Regex101 here中此正则表达式的说明。

groups = re.findall(r'(^\s*commit\s+[a-z0-9]+.*?)(?=^commit|\Z)', data, flags=re.DOTALL|re.MULTILINE)
for g in groups:
    print(g)
    print('-' * 80)

打印:

commit e6bcab96ffe1f55e80be8d0c1e5342fb9d69ca30
Date:   Sat Jun 9 04:11:37 2018 +0530

    configurations


--------------------------------------------------------------------------------
commit 5c8deb3114b4ed17c5d2ea31842869515073670f
Date:   Sat Jun 9 02:59:56 2018 +0530

    remote


--------------------------------------------------------------------------------
commit 499516b7e4f95daee4f839f34cc46df404b52d7a
Date:   Sat Jun 9 02:52:51 2018 +0530

    remote fix
    This reverts commit 0a2917bd49eec7ca2f380c890300d75b69152353.

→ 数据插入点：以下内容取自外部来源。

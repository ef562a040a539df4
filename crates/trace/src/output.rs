use anyhow::{Context, Result};
use mockproc_common::{env_vars, log_schema, redact_argv};
use parking_lot::Mutex;
use serde_json::{json, Map, Value};
use std::env;
use std::fs::{File, OpenOptions};
use std::io::{BufRead, BufReader, BufWriter, Write};
use std::path::{Path, PathBuf};
use std::sync::Arc;
use tracing::debug;

use crate::history::{EntryOutcome, HistoryEntry};

struct TraceOutput {
    writer: BufWriter<File>,
    path: PathBuf,
}

impl TraceOutput {
    fn open(path: &Path) -> Result<Self> {
        if let Some(parent) = path.parent() {
            std::fs::create_dir_all(parent)
                .with_context(|| format!("Failed to create trace directory {:?}", parent))?;
        }
        let file = OpenOptions::new()
            .create(true)
            .append(true)
            .open(path)
            .with_context(|| format!("Failed to open trace log {:?}", path))?;

        Ok(Self {
            writer: BufWriter::new(file),
            path: path.to_path_buf(),
        })
    }

    fn write_line(&mut self, value: &Value) -> Result<()> {
        writeln!(self.writer, "{}", value)?;
        self.writer.flush()?;
        if env::var(env_vars::FSYNC_VAR).unwrap_or_default() == "1" {
            self.writer.get_ref().sync_all()?;
        }
        Ok(())
    }
}

/// JSONL mirror of finished history entries.
///
/// Cloning shares the underlying file handle; writes are serialized.
#[derive(Clone)]
pub struct TraceSink {
    output: Arc<Mutex<TraceOutput>>,
    session_id: String,
    component: String,
}

impl TraceSink {
    pub fn open(path: impl AsRef<Path>, session_id: impl Into<String>) -> Result<Self> {
        let output = TraceOutput::open(path.as_ref())?;
        debug!("Opened trace sink at {:?}", output.path);
        Ok(Self {
            output: Arc::new(Mutex::new(output)),
            session_id: session_id.into(),
            component: "dispatcher".to_string(),
        })
    }

    pub fn with_component(mut self, component: impl Into<String>) -> Self {
        self.component = component.into();
        self
    }

    pub fn session_id(&self) -> &str {
        &self.session_id
    }

    pub fn path(&self) -> PathBuf {
        self.output.lock().path.clone()
    }

    pub fn record(&self, entry: &HistoryEntry) -> Result<()> {
        self.record_with(entry, None)
    }

    /// Write `entry`, merging the top-level keys of `extra` into the record.
    pub fn record_with(&self, entry: &HistoryEntry, extra: Option<&Value>) -> Result<()> {
        let mut value = entry_to_json(entry, &self.session_id, &self.component);
        if let (Some(obj), Some(Value::Object(extra))) = (value.as_object_mut(), extra) {
            for (key, val) in extra {
                obj.insert(key.clone(), val.clone());
            }
        }
        self.output.lock().write_line(&value)
    }
}

/// Render a history entry as a single trace record.
pub fn entry_to_json(entry: &HistoryEntry, session_id: &str, component: &str) -> Value {
    let mut record = Map::new();
    record.insert(log_schema::SEQUENCE.into(), json!(entry.seq));
    record.insert(log_schema::TIMESTAMP.into(), json!(entry.ts.to_rfc3339()));
    record.insert(log_schema::SESSION_ID.into(), json!(session_id));
    record.insert(log_schema::COMPONENT.into(), json!(component));
    record.insert(
        log_schema::ARGV.into(),
        json!(redact_argv(&entry.request.argv)),
    );
    record.insert(log_schema::CWD.into(), json!(entry.request.cwd));
    record.insert(log_schema::OUTCOME.into(), json!(entry.outcome.as_str()));

    match &entry.outcome {
        EntryOutcome::Resolved { route, exit_code } => {
            record.insert(log_schema::ROUTE.into(), json!(route));
            record.insert(log_schema::EXIT_CODE.into(), json!(exit_code));
        }
        EntryOutcome::GeneratorFailed { route, message } => {
            record.insert(log_schema::ROUTE.into(), json!(route));
            record.insert(log_schema::ERROR.into(), json!(message));
        }
        EntryOutcome::NoRoute | EntryOutcome::Pending => {}
    }

    Value::Object(record)
}

/// Read every record of a JSONL trace file, skipping blank lines.
pub fn read_trace(path: impl AsRef<Path>) -> Result<Vec<Value>> {
    let path = path.as_ref();
    let file = File::open(path).with_context(|| format!("Failed to open trace {:?}", path))?;

    let mut records = Vec::new();
    for (lineno, line) in BufReader::new(file).lines().enumerate() {
        let line = line?;
        if line.trim().is_empty() {
            continue;
        }
        let value = serde_json::from_str(&line)
            .with_context(|| format!("Invalid trace record at {:?}:{}", path, lineno + 1))?;
        records.push(value);
    }
    Ok(records)
}
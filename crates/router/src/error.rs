use mockproc_common::InvocationRequest;

/// Engine-level failures.
///
/// A simulated command that exits non-zero is *not* an error; it comes back
/// as an ordinary [`Completion`](mockproc_common::Completion).
#[derive(Debug, thiserror::Error)]
pub enum DispatchError {
    #[error("no route matched {request}")]
    NoRouteMatched { request: InvocationRequest },

    #[error("route '{route}' failed to generate a completion for {request}: {message}")]
    GeneratorFailure {
        route: String,
        request: InvocationRequest,
        message: String,
    },

    #[error("invalid pattern '{pattern}': {source}")]
    InvalidPattern {
        pattern: String,
        #[source]
        source: regex::Error,
    },
}

impl DispatchError {
    /// The request that failed to resolve, if this error carries one.
    pub fn request(&self) -> Option<&InvocationRequest> {
        match self {
            Self::NoRouteMatched { request } | Self::GeneratorFailure { request, .. } => {
                Some(request)
            }
            Self::InvalidPattern { .. } => None,
        }
    }

    pub fn is_no_route(&self) -> bool {
        matches!(self, Self::NoRouteMatched { .. })
    }
}

pub type DispatchResult<T> = std::result::Result<T, DispatchError>;
//! Raw responses, result codes and call outcomes

use crate::request::{RawRequest, RequestId};
use crate::traits::CallError;
use bytes::Bytes;
use serde::{Deserialize, Serialize};
use std::time::Duration;

/// Response to a [`RawRequest`], produced by the engine from [`Caller::call`](crate::Caller::call)
#[derive(Debug, Clone, PartialEq, Eq)]
pub struct RawResponse {
    /// Identifier of the originating request
    pub id: RequestId,

    /// Opaque payload returned by the callee (empty on error)
    pub payload: Bytes,

    /// Transport-level error, if the call failed
    pub error: Option<CallError>,

    /// Time spent inside the call
    pub elapsed: Duration,
}

impl RawResponse {
    /// Whether the call itself failed
    pub fn is_error(&self) -> bool {
        self.error.is_some()
    }
}

/// Result code of one call attempt
///
/// Codes 1 to 1000 are left to callee-defined results; the engine only
/// produces the variants below.
#[derive(Debug, Clone, Copy, PartialEq, Eq, Hash, Serialize, Deserialize)]
#[serde(rename_all = "snake_case")]
pub enum RetCode {
    /// The call succeeded
    Success,
    /// The engine's timer fired before the call completed
    CallTimeout,
    /// Transport or connection failure
    CallError,
    /// Malformed response
    ResponseError,
    /// The callee reported an internal failure
    CalleeError,
    /// Unexpected fault inside the call task
    FatalCall,
}

impl RetCode {
    /// Every result code, in numeric order
    pub const ALL: [RetCode; 6] = [
        RetCode::Success,
        RetCode::CallTimeout,
        RetCode::CallError,
        RetCode::ResponseError,
        RetCode::CalleeError,
        RetCode::FatalCall,
    ];

    /// Stable numeric code
    pub fn code(&self) -> u16 {
        match self {
            RetCode::Success => 0,
            RetCode::CallTimeout => 1001,
            RetCode::CallError => 2001,
            RetCode::ResponseError => 2002,
            RetCode::CalleeError => 2003,
            RetCode::FatalCall => 3001,
        }
    }

    /// Check if this code indicates success
    pub fn is_success(&self) -> bool {
        matches!(self, RetCode::Success)
    }
}

impl std::fmt::Display for RetCode {
    fn fmt(&self, f: &mut std::fmt::Formatter<'_>) -> std::fmt::Result {
        let plain = match self {
            RetCode::Success => "Success",
            RetCode::CallTimeout => "Call Timeout Warning",
            RetCode::CallError => "Call Error",
            RetCode::ResponseError => "Response Error",
            RetCode::CalleeError => "Callee Error",
            RetCode::FatalCall => "Call Fatal Error",
        };
        f.write_str(plain)
    }
}

/// The structured result of one call attempt, delivered to the result sink
#[derive(Debug, Clone, PartialEq, Eq)]
pub struct CallOutcome {
    /// Request identifier; `None` if the task faulted before building a request
    pub id: Option<RequestId>,

    /// Originating request
    pub request: Option<RawRequest>,

    /// Response, if the call completed
    pub response: Option<RawResponse>,

    /// Result code
    pub code: RetCode,

    /// Free-text note
    pub message: String,

    /// Elapsed time of the attempt
    pub elapsed: Duration,
}

impl CallOutcome {
    /// Outcome for a completed call, taking the elapsed time from the response
    pub fn new(
        request: RawRequest,
        response: RawResponse,
        code: RetCode,
        message: impl Into<String>,
    ) -> Self {
        Self {
            id: Some(request.id),
            elapsed: response.elapsed,
            request: Some(request),
            response: Some(response),
            code,
            message: message.into(),
        }
    }

    /// Successful outcome
    pub fn success(request: RawRequest, response: RawResponse) -> Self {
        Self::new(request, response, RetCode::Success, "")
    }

    /// Outcome synthesized by the timeout timer
    pub(crate) fn timeout(request: RawRequest, timeout: Duration) -> Self {
        Self {
            id: Some(request.id),
            request: Some(request),
            response: None,
            code: RetCode::CallTimeout,
            message: format!("Timeout! (expected: < {timeout:?})"),
            elapsed: timeout,
        }
    }

    /// Outcome for a call whose transport failed
    pub(crate) fn call_error(request: RawRequest, response: RawResponse) -> Self {
        let message = response
            .error
            .as_ref()
            .map(ToString::to_string)
            .unwrap_or_default();
        Self::new(request, response, RetCode::CallError, message)
    }

    /// Outcome for a fault recovered at the task boundary
    pub(crate) fn fatal(request: Option<RawRequest>, message: String) -> Self {
        Self {
            id: request.as_ref().map(|r| r.id),
            request,
            response: None,
            code: RetCode::FatalCall,
            message,
            elapsed: Duration::ZERO,
        }
    }

    /// Check if the attempt succeeded
    pub fn is_success(&self) -> bool {
        self.code.is_success()
    }
}

#[cfg(test)]
mod tests {
    use super::*;

    fn response(id: u64, elapsed: Duration, error: Option<CallError>) -> RawResponse {
        RawResponse {
            id: RequestId(id),
            payload: Bytes::from_static(b"pong"),
            error,
            elapsed,
        }
    }

    #[test]
    fn test_ret_code_numbers() {
        let codes: Vec<u16> = RetCode::ALL.iter().map(RetCode::code).collect();
        assert_eq!(codes, vec![0, 1001, 2001, 2002, 2003, 3001]);
    }

    #[test]
    fn test_ret_code_plain_text() {
        assert_eq!(RetCode::Success.to_string(), "Success");
        assert_eq!(RetCode::CallTimeout.to_string(), "Call Timeout Warning");
        assert_eq!(RetCode::CalleeError.to_string(), "Callee Error");
        assert_eq!(RetCode::FatalCall.to_string(), "Call Fatal Error");
    }

    #[test]
    fn test_ret_code_snake_case_serialization() {
        assert_eq!(
            serde_json::to_string(&RetCode::CallTimeout).unwrap(),
            "\"call_timeout\""
        );
        assert_eq!(
            serde_json::to_string(&RetCode::ResponseError).unwrap(),
            "\"response_error\""
        );
    }

    #[test]
    fn test_outcome_takes_elapsed_from_response() {
        let req = RawRequest::new(1u64, "ping");
        let outcome = CallOutcome::success(req, response(1, Duration::from_millis(12), None));

        assert!(outcome.is_success());
        assert_eq!(outcome.id, Some(RequestId(1)));
        assert_eq!(outcome.elapsed, Duration::from_millis(12));
    }

    #[test]
    fn test_timeout_outcome() {
        let outcome = CallOutcome::timeout(RawRequest::new(3u64, "x"), Duration::from_millis(100));

        assert_eq!(outcome.code, RetCode::CallTimeout);
        assert_eq!(outcome.elapsed, Duration::from_millis(100));
        assert!(outcome.message.contains("100ms"));
        assert!(outcome.response.is_none());
    }

    #[test]
    fn test_call_error_outcome_carries_error_text() {
        let resp = response(
            2,
            Duration::from_millis(3),
            Some(CallError::Transport("connection refused".into())),
        );
        assert!(resp.is_error());

        let outcome = CallOutcome::call_error(RawRequest::new(2u64, "x"), resp);
        assert_eq!(outcome.code, RetCode::CallError);
        assert!(outcome.message.contains("connection refused"));
        assert_eq!(outcome.elapsed, Duration::from_millis(3));
    }

    #[test]
    fn test_fatal_outcome_without_request() {
        let outcome = CallOutcome::fatal(None, "boom".into());
        assert_eq!(outcome.id, None);
        assert_eq!(outcome.code, RetCode::FatalCall);
    }
}
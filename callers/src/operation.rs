//! JSON operation payload shared by the bundled callers

use bytes::Bytes;
use serde::{Deserialize, Serialize};
use std::sync::atomic::{AtomicU64, Ordering};
use yload_core::{RawRequest, RequestId};

/// The operation a request asks the callee to perform
///
/// Encoded as `{"op_name": "...", "op_num": [...]}`; an echoing callee
/// returns it verbatim.
#[derive(Debug, Clone, PartialEq, Eq, Serialize, Deserialize)]
pub struct Operation {
    /// Operation name
    pub op_name: String,

    /// Operation arguments
    pub op_num: Vec<u64>,
}

impl Operation {
    /// Create a new operation
    pub fn new(op_name: impl Into<String>, op_num: Vec<u64>) -> Self {
        Self {
            op_name: op_name.into(),
            op_num,
        }
    }

    /// Encode as a JSON payload
    pub fn encode(&self) -> Result<Bytes, serde_json::Error> {
        serde_json::to_vec(self).map(Bytes::from)
    }

    /// Decode a JSON payload
    pub fn decode(payload: &[u8]) -> Result<Self, serde_json::Error> {
        serde_json::from_slice(payload)
    }
}

/// Builds one [`Operation`] request per call with a fresh identifier
#[derive(Debug)]
pub(crate) struct OperationTemplate {
    op_name: String,
    next_id: AtomicU64,
}

impl OperationTemplate {
    pub(crate) fn new(op_name: impl Into<String>) -> Self {
        Self {
            op_name: op_name.into(),
            next_id: AtomicU64::new(0),
        }
    }

    pub(crate) fn op_name(&self) -> &str {
        &self.op_name
    }

    pub(crate) fn build(&self) -> RawRequest {
        let id = self.next_id.fetch_add(1, Ordering::Relaxed);
        let operation = Operation::new(self.op_name.as_str(), vec![id]);

        // Plain strings and integers always serialize
        let payload = operation.encode().unwrap_or_default();
        RawRequest::new(RequestId(id), payload)
    }
}

#[cfg(test)]
mod tests {
    use super::*;

    #[test]
    fn test_operation_json_format() {
        let op = Operation::new("op0", vec![1, 2]);
        let payload = op.encode().unwrap();
        assert_eq!(&payload[..], br#"{"op_name":"op0","op_num":[1,2]}"#);
        assert_eq!(Operation::decode(&payload).unwrap(), op);
    }

    #[test]
    fn test_decode_rejects_garbage() {
        assert!(Operation::decode(b"not json").is_err());
    }

    #[test]
    fn test_template_assigns_fresh_ids() {
        let template = OperationTemplate::new("op0");
        let first = template.build();
        let second = template.build();

        assert_eq!(first.id, RequestId(0));
        assert_eq!(second.id, RequestId(1));
        assert_eq!(
            Operation::decode(&second.payload).unwrap(),
            Operation::new("op0", vec![1])
        );
    }
}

--------------------------------------------------------------------------------



...and so on

答案 1 :(得分:0)

import re
text = '''    commit e6bcab96ffe1f55e80be8d0c1e5342fb9d69ca30
Date:   Sat Jun 9 04:11:37 2018 +0530

    configurations

commit 5c8deb3114b4ed17c5d2ea31842869515073670f
Date:   Sat Jun 9 02:59:56 2018 +0530

    remote

commit 499516b7e4f95daee4f839f34cc46df404b52d7a
Date:   Sat Jun 9 02:52:51 2018 +0530

    remote fix
    This reverts commit 0a2917bd49eec7ca2f380c890300d75b69152353.'''

print(re.split(r'^\s*commit \S*\s*', text, flags=re.MULTILINE))

这将输出:

['', 'Date:   Sat Jun 9 04:11:37 2018 +0530\n\n    configurations\n', 'Date:   Sat Jun 9 02:59:56 2018 +0530\n\n    remote\n', 'Date:   Sat Jun 9 02:52:51 2018 +0530\n\n    remote fix\n    This reverts commit 0a2917bd49eec7ca2f380c890300d75b69152353.']

答案 2 :(得分:0)

这将提取提交信息:

commits = list()
readtxtfile = r'C:\gitlog.txt'
with open(readtxtfile) as fp:
    for line in fp:
        m = re.match('^commit\s+([a-f0-9]{40})$', line)
        if m:
            commits.append(m.group(0))

commits现在只是提交字符串的列表。现在,如果您的gitlog输出格式更改,这将更改匹配的正则表达式。确保使用--no-abbrev-commit生成它。